= Substituted 2-aminoindane =

Class of chemical compounds

Chemical structure of 2-aminoindane (2-AI), the parent compound of the substituted 2-aminoindanes.

Chemical structure of MDAI, one of the most well-known 2-aminoindanes.

A substituted 2-aminoindane is a derivative of 2-aminoindane (2-AI) with one or more chemical substituents. They are cyclized phenethylamines and are structurally related to amphetamines like amphetamine and MDMA.

Many 2-aminoindanes are known to act as monoamine releasing agents and/or receptor modulators. They include psychoactive drugs, more specifically entactogens, stimulants, and psychedelics, and have been encountered as novel designer drugs.
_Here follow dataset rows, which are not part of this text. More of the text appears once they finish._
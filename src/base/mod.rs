//! Foundation types for the grammar toolchain.
//!
//! This module provides fundamental types used throughout the crate:
//! - [`Position`], [`LexicalRange`] - Row/column positions (ANTLR convention)
//! - [`LineIndex`] - Offset to row/column conversion with tab handling
//! - [`TextRange`], [`TextSize`] - Byte offsets into source text
//! - Completion word prefixes and lexical path helpers
//!
//! This module has NO dependencies on other g4 modules.

mod line_index;
mod paths;
mod position;
pub mod text_utils;

pub use line_index::{LineIndex, advance_column, expand_tabs};
pub use paths::{grammar_name_of, normalize_path};
pub use position::{LexicalRange, Position};

// Re-export text-size types for convenience
pub use text_size::{TextRange, TextSize};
However, 2-aminoindanes are more selective for serotonin and/or norepinephrine release and are less effective at inducing dopamine release than their phenethylamine counterparts, are consequently less euphoric, and have not gained widespread popularity as recreational drugs. There is interest in entactogenic 2-aminoindanes for potential medical use, such as treatment of psychiatric disorders. One 2-aminoindane, MEAI, has been suggested as a possible alcohol alternative and substitute with better safety and less addictive potential.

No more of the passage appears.